Sabemos que David Leandro da Silva casou na Freguesia da Sé com Rosa Maria da Silva em 7 de janeiro de 1871 e que teria falecido antes de 14 de setembro de 1895, já que nessa data a sua viúva solicitou à Câmara a abertura de ruas na sua propriedade, sita a sueste da Rua de Vale Formoso de Baixo. No ano seguinte, por escritura de 16 de março, os herdeiros de Ventura Luís de Macedo e David Leandro da Silva doaram ruas à Câmara, no sítio de Vale Formoso.
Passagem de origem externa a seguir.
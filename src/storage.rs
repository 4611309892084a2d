//! Data directory layout and file helpers
//!
//! ```text
//! <root>/
//!   .rota.toml                  # optional configuration
//!   .rota/
//!     ledger.json               # queues, members, templates, instances, requests
//!     ledger.lock               # fs2 lock guarding ledger.json
//!     notifications.jsonl       # default notification sink
//!     archive/
//!       audit.jsonl             # audit entries trimmed from instances
//! ```

use std::fs::{self, File};
use std::io::{BufRead, BufReader, Write};
use std::path::{Path, PathBuf};

use serde::{de::DeserializeOwned, Serialize};

use crate::error::Result;
use crate::lock;

/// Name of the data directory under the root
pub const DATA_DIR: &str = ".rota";

/// Name of the configuration file under the root
pub const CONFIG_FILE: &str = ".rota.toml";

#[derive(Debug, Clone)]
pub struct Storage {
    root: PathBuf,
}

impl Storage {
    pub fn new(root: impl Into<PathBuf>) -> Self {
        Self { root: root.into() }
    }

    pub fn root(&self) -> &Path {
        &self.root
    }

    pub fn data_dir(&self) -> PathBuf {
        self.root.join(DATA_DIR)
    }

    pub fn config_file(&self) -> PathBuf {
        self.root.join(CONFIG_FILE)
    }

    pub fn ledger_file(&self) -> PathBuf {
        self.data_dir().join("ledger.json")
    }

    pub fn ledger_lock(&self) -> PathBuf {
        self.data_dir().join("ledger.lock")
    }

    pub fn notifications_file(&self) -> PathBuf {
        self.data_dir().join("notifications.jsonl")
    }

    pub fn archive_dir(&self) -> PathBuf {
        self.data_dir().join("archive")
    }

    pub fn audit_archive_file(&self) -> PathBuf {
        self.archive_dir().join("audit.jsonl")
    }

    pub fn init(&self) -> Result<()> {
        fs::create_dir_all(self.data_dir())?;
        fs::create_dir_all(self.archive_dir())?;
        Ok(())
    }

    pub fn is_initialized(&self) -> bool {
        self.data_dir().is_dir()
    }

    // =========================================================================
    // File I/O helpers
    // =========================================================================

    /// Pretty JSON, written atomically
    pub fn write_json<T: Serialize>(&self, path: &Path, data: &T) -> Result<()> {
        let json = serde_json::to_string_pretty(data)?;
        lock::write_atomic(path, json.as_bytes())
    }

    pub fn read_json<T: DeserializeOwned>(&self, path: &Path) -> Result<T> {
        let content = fs::read_to_string(path)?;
        Ok(serde_json::from_str(&content)?)
    }

    /// `None` when the file does not exist yet
    pub fn read_json_opt<T: DeserializeOwned>(&self, path: &Path) -> Result<Option<T>> {
        if !path.exists() {
            return Ok(None);
        }
        self.read_json(path).map(Some)
    }

    /// Append one record as a line. Not atomic across processes on its own.
    pub fn append_jsonl<T: Serialize>(&self, path: &Path, record: &T) -> Result<()> {
        if let Some(parent) = path.parent() {
            fs::create_dir_all(parent)?;
        }

        let json = serde_json::to_string(record)?;
        let mut file = fs::OpenOptions::new()
            .create(true)
            .append(true)
            .open(path)?;
        writeln!(file, "{}", json)?;
        file.flush()?;
        Ok(())
    }

    pub fn read_jsonl<T: DeserializeOwned>(&self, path: &Path) -> Result<Vec<T>> {
        if !path.exists() {
            return Ok(Vec::new());
        }

        let reader = BufReader::new(File::open(path)?);
        let mut records = Vec::new();
        for line in reader.lines() {
            let line = line?;
            if line.trim().is_empty() {
                continue;
            }
            records.push(serde_json::from_str(&line)?);
        }
        Ok(records)
    }
}

#[cfg(test)]
mod tests {
    use super::*;
    use serde::Deserialize;
    use tempfile::TempDir;

    #[derive(Serialize, Deserialize, PartialEq, Debug)]
    struct Record {
        id: u32,
        message: String,
    }

    #[test]
    fn layout_paths() {
        let temp = TempDir::new().unwrap();
        let storage = Storage::new(temp.path());

        assert_eq!(storage.data_dir(), temp.path().join(".rota"));
        assert_eq!(storage.ledger_file(), temp.path().join(".rota/ledger.json"));
        assert_eq!(storage.ledger_lock(), temp.path().join(".rota/ledger.lock"));
        assert_eq!(storage.config_file(), temp.path().join(".rota.toml"));
        assert!(!storage.is_initialized());

        storage.init().unwrap();
        assert!(storage.is_initialized());
        assert!(storage.archive_dir().is_dir());
    }

    #[test]
    fn json_round_trip_and_missing_file() {
        let temp = TempDir::new().unwrap();
        let storage = Storage::new(temp.path());
        let path = storage.data_dir().join("record.json");

        assert!(storage.read_json_opt::<Record>(&path).unwrap().is_none());
        let record = Record {
            id: 7,
            message: "hello".to_string(),
        };
        storage.write_json(&path, &record).unwrap();
        assert_eq!(storage.read_json_opt::<Record>(&path).unwrap(), Some(record));
    }

    #[test]
    fn jsonl_appends_in_order() {
        let temp = TempDir::new().unwrap();
        let storage = Storage::new(temp.path());
        let path = storage.notifications_file();

        for (id, message) in [(1, "first"), (2, "second"), (3, "third")] {
            storage
                .append_jsonl(
                    &path,
                    &Record {
                        id,
                        message: message.to_string(),
                    },
                )
                .unwrap();
        }

        let records: Vec<Record> = storage.read_jsonl(&path).unwrap();
        let ids: Vec<u32> = records.iter().map(|r| r.id).collect();
        assert_eq!(ids, vec![1, 2, 3]);
    }
}
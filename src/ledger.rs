//! The ledger: every queue, member, template, instance and request
//!
//! Services never touch records directly; they borrow a `&mut Ledger` from a
//! [`Store`](crate::store::Store) transaction. The ledger enforces the two
//! cross-record invariants:
//!
//! - one instance per (template, period)
//! - one pending request per (instance, requesting user)
//!
//! Both are checked at insert time, inside the store's exclusive section.

use std::collections::{HashMap, HashSet};

use chrono::NaiveDate;
use serde::{Deserialize, Serialize};
use uuid::Uuid;

use crate::error::{Error, Result};
use crate::instance::{InstanceStatus, TaskInstance};
use crate::period::Period;
use crate::queue::{QueueMember, RotationQueue, UserId};
use crate::scorer::pair_key;
use crate::swap::SwapRequest;
use crate::template::TaskTemplate;

pub const LEDGER_SCHEMA_VERSION: &str = "rota.ledger.v1";

fn default_schema_version() -> String {
    LEDGER_SCHEMA_VERSION.to_string()
}

#[derive(Debug, Clone, Serialize, Deserialize)]
pub struct Ledger {
    #[serde(default = "default_schema_version")]
    pub schema_version: String,
    #[serde(default)]
    pub queues: Vec<RotationQueue>,
    #[serde(default)]
    pub members: Vec<QueueMember>,
    #[serde(default)]
    pub templates: Vec<TaskTemplate>,
    #[serde(default)]
    pub instances: Vec<TaskInstance>,
    #[serde(default)]
    pub requests: Vec<SwapRequest>,
}

impl Default for Ledger {
    fn default() -> Self {
        Self {
            schema_version: default_schema_version(),
            queues: Vec::new(),
            members: Vec::new(),
            templates: Vec::new(),
            instances: Vec::new(),
            requests: Vec::new(),
        }
    }
}

impl Ledger {
    // -------------------------------------------------------------------------
    // Queues and members
    // -------------------------------------------------------------------------

    pub fn add_queue(&mut self, queue: RotationQueue) -> Result<&RotationQueue> {
        queue.validate()?;
        if self.queues.iter().any(|q| q.name.eq_ignore_ascii_case(&queue.name)) {
            return Err(Error::Conflict(format!(
                "queue '{}' already exists",
                queue.name
            )));
        }
        self.queues.push(queue);
        let idx = self.queues.len() - 1;
        Ok(&self.queues[idx])
    }

    pub fn queue(&self, id: Uuid) -> Result<&RotationQueue> {
        self.queues
            .iter()
            .find(|q| q.id == id)
            .ok_or_else(|| Error::not_found("queue", id))
    }

    /// Resolve a queue by name or id prefix.
    pub fn find_queue(&self, reference: &str) -> Result<&RotationQueue> {
        if let Some(queue) = self
            .queues
            .iter()
            .find(|q| q.name.eq_ignore_ascii_case(reference.trim()))
        {
            return Ok(queue);
        }
        let id = resolve_prefix("queue", reference, self.queues.iter().map(|q| q.id))?;
        self.queue(id)
    }

    pub fn members_of(&self, queue_id: Uuid) -> impl Iterator<Item = &QueueMember> {
        self.members.iter().filter(move |m| m.queue_id == queue_id)
    }

    pub fn member(&self, queue_id: Uuid, user: &str) -> Option<&QueueMember> {
        self.members
            .iter()
            .find(|m| m.queue_id == queue_id && m.user_id == user)
    }

    pub fn member_mut(&mut self, queue_id: Uuid, user: &str) -> Option<&mut QueueMember> {
        self.members
            .iter_mut()
            .find(|m| m.queue_id == queue_id && m.user_id == user)
    }

    /// Create the member entry on first use, or reactivate an existing one.
    pub fn enroll(&mut self, queue_id: Uuid, user: &str) -> Result<&mut QueueMember> {
        self.queue(queue_id)?;
        let user = user.trim();
        if user.is_empty() {
            return Err(Error::Validation("user id cannot be empty".to_string()));
        }
        let idx = match self
            .members
            .iter()
            .position(|m| m.queue_id == queue_id && m.user_id == user)
        {
            Some(idx) => {
                self.members[idx].reactivate();
                idx
            }
            None => {
                self.members.push(QueueMember::new(queue_id, user));
                self.members.len() - 1
            }
        };
        Ok(&mut self.members[idx])
    }

    pub fn is_active_member(&self, queue_id: Uuid, user: &str) -> bool {
        self.member(queue_id, user).is_some_and(|m| m.is_active)
    }

    // -------------------------------------------------------------------------
    // Templates
    // -------------------------------------------------------------------------

    pub fn add_template(&mut self, template: TaskTemplate) -> Result<&TaskTemplate> {
        template.validate()?;
        self.queue(template.queue_id)?;
        if self
            .templates
            .iter()
            .any(|t| t.name.eq_ignore_ascii_case(&template.name))
        {
            return Err(Error::Conflict(format!(
                "template '{}' already exists",
                template.name
            )));
        }
        self.templates.push(template);
        let idx = self.templates.len() - 1;
        Ok(&self.templates[idx])
    }

    pub fn template(&self, id: Uuid) -> Result<&TaskTemplate> {
        self.templates
            .iter()
            .find(|t| t.id == id)
            .ok_or_else(|| Error::not_found("template", id))
    }

    pub fn template_mut(&mut self, id: Uuid) -> Result<&mut TaskTemplate> {
        self.templates
            .iter_mut()
            .find(|t| t.id == id)
            .ok_or_else(|| Error::not_found("template", id))
    }

    /// Resolve a template by name or id prefix.
    pub fn find_template(&self, reference: &str) -> Result<&TaskTemplate> {
        if let Some(template) = self
            .templates
            .iter()
            .find(|t| t.name.eq_ignore_ascii_case(reference.trim()))
        {
            return Ok(template);
        }
        let id = resolve_prefix("template", reference, self.templates.iter().map(|t| t.id))?;
        self.template(id)
    }

    /// Queue of the template an instance was generated from
    pub fn queue_for_instance(&self, instance: &TaskInstance) -> Result<&RotationQueue> {
        let template = self.template(instance.template_id)?;
        self.queue(template.queue_id)
    }

    // -------------------------------------------------------------------------
    // Instances
    // -------------------------------------------------------------------------

    pub fn instance(&self, id: Uuid) -> Result<&TaskInstance> {
        self.instances
            .iter()
            .find(|i| i.id == id)
            .ok_or_else(|| Error::not_found("instance", id))
    }

    pub fn instance_mut(&mut self, id: Uuid) -> Result<&mut TaskInstance> {
        self.instances
            .iter_mut()
            .find(|i| i.id == id)
            .ok_or_else(|| Error::not_found("instance", id))
    }

    pub fn resolve_instance(&self, reference: &str) -> Result<Uuid> {
        resolve_prefix("instance", reference, self.instances.iter().map(|i| i.id))
    }

    pub fn instance_for(&self, template_id: Uuid, period: Period) -> Option<&TaskInstance> {
        self.instances
            .iter()
            .find(|i| i.template_id == template_id && i.period == period)
    }

    /// Insert unless an instance already exists for the same (template, period).
    pub fn insert_instance(&mut self, instance: TaskInstance) -> Result<&TaskInstance> {
        if let Some(existing) = self.instance_for(instance.template_id, instance.period) {
            return Err(Error::Conflict(format!(
                "'{}' already has instance {} for {}",
                instance.template_name, existing.id, instance.period
            )));
        }
        self.instances.push(instance);
        let idx = self.instances.len() - 1;
        Ok(&self.instances[idx])
    }

    /// Open assignments per user whose execution window reaches `date`.
    pub fn open_assignments_at(&self, date: NaiveDate) -> HashMap<UserId, usize> {
        let mut counts: HashMap<UserId, usize> = HashMap::new();
        for instance in self
            .instances
            .iter()
            .filter(|i| i.is_open() && i.window.reaches(date))
        {
            for user in &instance.current_assignees {
                *counts.entry(user.clone()).or_insert(0) += 1;
            }
        }
        counts
    }

    /// Open instances of the queue held by `user` that are not yet due on `today`.
    pub fn pending_assignments(&self, queue_id: Uuid, user: &str, today: NaiveDate) -> u32 {
        let count = self
            .instances
            .iter()
            .filter(|i| i.is_open() && !i.is_overdue(today) && i.is_assignee(user))
            .filter(|i| {
                self.template(i.template_id)
                    .map_or(false, |t| t.queue_id == queue_id)
            })
            .count();
        u32::try_from(count).unwrap_or(u32::MAX)
    }

    /// Unordered pairs who shared a non-cancelled instance of this queue in
    /// the `window_months` periods before `target`.
    pub fn recent_pairs(
        &self,
        queue_id: Uuid,
        target: Period,
        window_months: u32,
    ) -> HashSet<(UserId, UserId)> {
        let since = target.add_months(-(window_months as i32));
        let queue_templates: HashSet<Uuid> = self
            .templates
            .iter()
            .filter(|t| t.queue_id == queue_id)
            .map(|t| t.id)
            .collect();

        let mut pairs = HashSet::new();
        for instance in self.instances.iter().filter(|i| {
            i.status != InstanceStatus::Cancelled
                && queue_templates.contains(&i.template_id)
                && i.period >= since
                && i.period < target
        }) {
            let users = &instance.current_assignees;
            for (idx, a) in users.iter().enumerate() {
                for b in &users[idx + 1..] {
                    pairs.insert(pair_key(a, b));
                }
            }
        }
        pairs
    }

    // -------------------------------------------------------------------------
    // Requests
    // -------------------------------------------------------------------------

    pub fn request(&self, id: Uuid) -> Result<&SwapRequest> {
        self.requests
            .iter()
            .find(|r| r.id == id)
            .ok_or_else(|| Error::not_found("request", id))
    }

    pub fn request_mut(&mut self, id: Uuid) -> Result<&mut SwapRequest> {
        self.requests
            .iter_mut()
            .find(|r| r.id == id)
            .ok_or_else(|| Error::not_found("request", id))
    }

    pub fn resolve_request(&self, reference: &str) -> Result<Uuid> {
        resolve_prefix("request", reference, self.requests.iter().map(|r| r.id))
    }

    pub fn pending_request_for(&self, instance_id: Uuid, user: &str) -> Option<&SwapRequest> {
        self.requests
            .iter()
            .find(|r| r.instance_id == instance_id && r.from_user == user && r.is_pending())
    }

    /// Insert unless the requester already has a pending request on the instance.
    pub fn insert_request(&mut self, request: SwapRequest) -> Result<&SwapRequest> {
        if let Some(existing) = self.pending_request_for(request.instance_id, &request.from_user) {
            return Err(Error::Conflict(format!(
                "{} already has pending request {} on instance {}",
                request.from_user, existing.id, request.instance_id
            )));
        }
        self.requests.push(request);
        let idx = self.requests.len() - 1;
        Ok(&self.requests[idx])
    }
}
Acresce que uma planta de 1909 indica as canalizações de esgoto mandadas fazer pela Câmara nas estradas de Vale Formoso e Vale Formoso de Cima e uma outra canalização já antes mandada fazer por David Leandro da Silva.
Freguesia de Marvila – Placa Tipo II
(Foto: Sérgio Dias)
Já o arruamento vulgarmente designado por Rua Acácio Barreiros, entre a Rua do Açúcar e a zona da jurisdição do Porto de Lisboa, foi oficializado por Edital de 23/04/1980 como Rua Acácio Barreiro, com a legenda «1900 – 1967». Refere-se a Acácio Domingos Barreiro (Lisboa/10.06.1900 – 30.11.1967/Lisboa), licenciado em Direito e filho do conhecido armazenista de vinhos daquela zona oriental da cidade, José Domingos Barreiros, que continuou o negócio da família. Foi também um dos primeiros administradores do Banco Português do Atlântico e benemérito da zona já que em consequência da morte prematura do seu filho, José Bento Domingos Barreiro então um jovem de 24 anos, num violento acidente de viação, decidiu com a sua mulher e filha – Maria Antónia Barreiro – doar à Misericórdia de Lisboa, os edifícios que possuíam junto ao palácio da Mitra, no Poço do Bispo e aí nasceu o Centro de Saúde e Assistência Doutor José Domingos Barreiro.
Freguesia de Marvila
(Planta: Sérgio Dias)
Nesta incursão pela área vinícola da gastronomia lisboeta acrescem ainda dois topónimos que partilham o seu território entre as Freguesias de Marvila e do Beato, a Calçada da Picheleira e a Travessa da Picheleira, topónimos antigos derivados do sítio da Picheleira, cuja data de fixação se desconhece. Pode-se levantar a hipótese do topónimo Picheleira marcar a existência no local de picheleiros, isto é, fabricantes de pichéis, que eram pequenos vasos, geralmente de estanho, por onde se tirava vinho das pipas ou tonéis, ou se usavam para beber vinho.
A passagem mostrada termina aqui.